In 1917, when the U.S. became involved in World War I, patriotism was another theme used in the anti-suffrage fight. In the same year, New York State passed an amendment to its state constitution that granted New York women the right to vote. Until this time, the National Association Opposed to Woman Suffrage (NAOWS), founded in 1911 by Josephine Jewell Dodge, had been headquartered in New York City. The passage of the state constitutional amendment shifted the focus of the anti-suffrage movement to fight against the passage of a federal amendment to the U.S. Constitution. In 1917, Wadsworth replaced Dodge as president of the NAOWS, and the headquarters of the organization were moved to Washington, D.C. On December 11, 1917, while serving as president of the NAOWS, Wadsworth wrote a memorial to Charles E. Fuller, member of the U.S. House of Representatives, Committee on the Judiciary, outlining the group's continued opposition to a federal suffrage amendment. Wadsworth proposed that the issue of women's suffrage should be decided by popular vote and opposed ratification of the federal amendment through the state legislatures. Wadsworth argued that women's suffrage would be forced on individual states whose general population opposed it by the legislatures in other states that supported the amendment.

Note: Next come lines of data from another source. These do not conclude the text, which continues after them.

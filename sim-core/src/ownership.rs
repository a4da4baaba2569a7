//! Per-edge ownership for the current round

use rand::seq::SliceRandom;
use rand::Rng;
use serde::{Deserialize, Serialize};

use crate::error::{Result, SimError};
use crate::game::Player;
use crate::graph::{EdgeId, NUM_EDGES};

/// Display colors (RGB) used by hosts
pub const NEUTRAL_RGB: (u8, u8, u8) = (100, 100, 100);
pub const HUMAN_RGB: (u8, u8, u8) = (100, 100, 200);
pub const COMPUTER_RGB: (u8, u8, u8) = (200, 100, 100);
pub const POINT_RGB: (u8, u8, u8) = (200, 200, 200);

/// Who has colored an edge
#[derive(Clone, Copy, Debug, Default, PartialEq, Eq, Hash, Serialize, Deserialize)]
#[serde(rename_all = "lowercase")]
pub enum Owner {
    #[default]
    Neutral,
    Human,
    Computer,
}

impl Owner {
    pub fn rgb(self) -> (u8, u8, u8) {
        match self {
            Owner::Neutral => NEUTRAL_RGB,
            Owner::Human => HUMAN_RGB,
            Owner::Computer => COMPUTER_RGB,
        }
    }
}

impl From<Player> for Owner {
    fn from(player: Player) -> Self {
        match player {
            Player::Human => Owner::Human,
            Player::Computer => Owner::Computer,
        }
    }
}

/// Mutable part of an edge
#[derive(Clone, Copy, Debug, Default, PartialEq, Eq, Serialize, Deserialize)]
pub struct EdgeState {
    pub owner: Owner,
    pub contributed_to_loss: bool,
}

/// Ownership of all 15 edges, indexed by [`EdgeId`]
#[derive(Clone, Debug, Default)]
pub struct OwnershipStore {
    edges: [EdgeState; NUM_EDGES],
}

impl OwnershipStore {
    /// All edges neutral
    pub fn new() -> Self {
        Self::default()
    }

    /// Clear every owner and loss flag
    pub fn reset_edges(&mut self) {
        self.edges = [EdgeState::default(); NUM_EDGES];
    }

    pub fn get(&self, edge: EdgeId) -> EdgeState {
        self.edges[edge.index()]
    }

    pub fn owner(&self, edge: EdgeId) -> Owner {
        self.edges[edge.index()].owner
    }

    pub fn set_owner(&mut self, edge: EdgeId, owner: Owner) {
        self.edges[edge.index()].owner = owner;
    }

    /// Flag edges as part of the losing triangle
    pub fn mark_loss(&mut self, edges: &[EdgeId]) {
        for &edge in edges {
            self.edges[edge.index()].contributed_to_loss = true;
        }
    }

    pub fn iter(&self) -> impl Iterator<Item = (EdgeId, EdgeState)> + '_ {
        self.edges
            .iter()
            .enumerate()
            .map(|(i, &state)| (EdgeId(i as u8), state))
    }

    /// Edges with the given owner, in edge order
    pub fn owned_by(&self, owner: Owner) -> impl Iterator<Item = EdgeId> + '_ {
        self.iter()
            .filter(move |(_, state)| state.owner == owner)
            .map(|(edge, _)| edge)
    }

    pub fn neutral_count(&self) -> usize {
        self.owned_by(Owner::Neutral).count()
    }

    /// Uniformly random neutral edge.
    ///
    /// Fails with [`SimError::NoNeutralEdges`] on a fully colored board.
    pub fn random_neutral_edge<R: Rng + ?Sized>(&self, rng: &mut R) -> Result<EdgeId> {
        let neutral: Vec<EdgeId> = self.owned_by(Owner::Neutral).collect();
        neutral.choose(rng).copied().ok_or(SimError::NoNeutralEdges)
    }
}

#[cfg(test)]
mod tests {
    use super::*;
    use rand::SeedableRng;
    use rand_chacha::ChaCha8Rng;
    use rustc_hash::FxHashSet;

    #[test]
    fn test_new_store_is_neutral() {
        let store = OwnershipStore::new();
        assert_eq!(store.neutral_count(), NUM_EDGES);
        assert!(store.iter().all(|(_, s)| !s.contributed_to_loss));
    }

    #[test]
    fn test_reset_edges() {
        let mut store = OwnershipStore::new();
        store.set_owner(EdgeId(0), Owner::Human);
        store.set_owner(EdgeId(7), Owner::Computer);
        store.mark_loss(&[EdgeId(0), EdgeId(3)]);

        store.reset_edges();
        assert!(store.iter().all(|(_, s)| s == EdgeState::default()));

        // idempotent
        store.reset_edges();
        assert_eq!(store.neutral_count(), NUM_EDGES);
    }

    #[test]
    fn test_owned_by() {
        let mut store = OwnershipStore::new();
        store.set_owner(EdgeId(4), Owner::Computer);
        store.set_owner(EdgeId(2), Owner::Computer);
        store.set_owner(EdgeId(9), Owner::Human);

        let computer: Vec<EdgeId> = store.owned_by(Owner::Computer).collect();
        assert_eq!(computer, vec![EdgeId(2), EdgeId(4)]);
        assert_eq!(store.neutral_count(), NUM_EDGES - 3);
    }

    #[test]
    fn test_random_neutral_edge_only_neutral() {
        let mut store = OwnershipStore::new();
        for i in 0..10 {
            let owner = if i % 2 == 0 { Owner::Human } else { Owner::Computer };
            store.set_owner(EdgeId(i), owner);
        }

        let mut rng = ChaCha8Rng::seed_from_u64(7);
        let mut seen = FxHashSet::default();
        for _ in 0..500 {
            let edge = store.random_neutral_edge(&mut rng).unwrap();
            assert_eq!(store.owner(edge), Owner::Neutral);
            seen.insert(edge);
        }
        // all five neutral edges come up
        assert_eq!(seen.len(), 5);
    }

    #[test]
    fn test_random_neutral_edge_exhausted() {
        let mut store = OwnershipStore::new();
        for i in 0..NUM_EDGES as u8 {
            store.set_owner(EdgeId(i), Owner::Human);
        }
        let mut rng = ChaCha8Rng::seed_from_u64(1);
        assert!(matches!(
            store.random_neutral_edge(&mut rng),
            Err(SimError::NoNeutralEdges)
        ));
    }

    #[test]
    fn test_owner_colors() {
        assert_eq!(Owner::from(Player::Human).rgb(), HUMAN_RGB);
        assert_eq!(Owner::from(Player::Computer).rgb(), COMPUTER_RGB);
        assert_eq!(Owner::default().rgb(), NEUTRAL_RGB);
    }
}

1920 brought the Nineteenth Amendment, which resulted in the dissolution of the NAOWS. Alice Hay Wadsworth ended her public opposition to suffrage and returned to her role as wife of a senator until her husband's death in 1952.

==Personal life==
In 1958, Mrs. Wadsworth was remarried at the Wadsworth family home in Geneseo, to businessman Jackson H. Boyd of Harrisburg, Pennsylvania. Alice Hay Wadsworth Boyd died in Florida in 1960 at the age of 80 and is buried at Geneseo.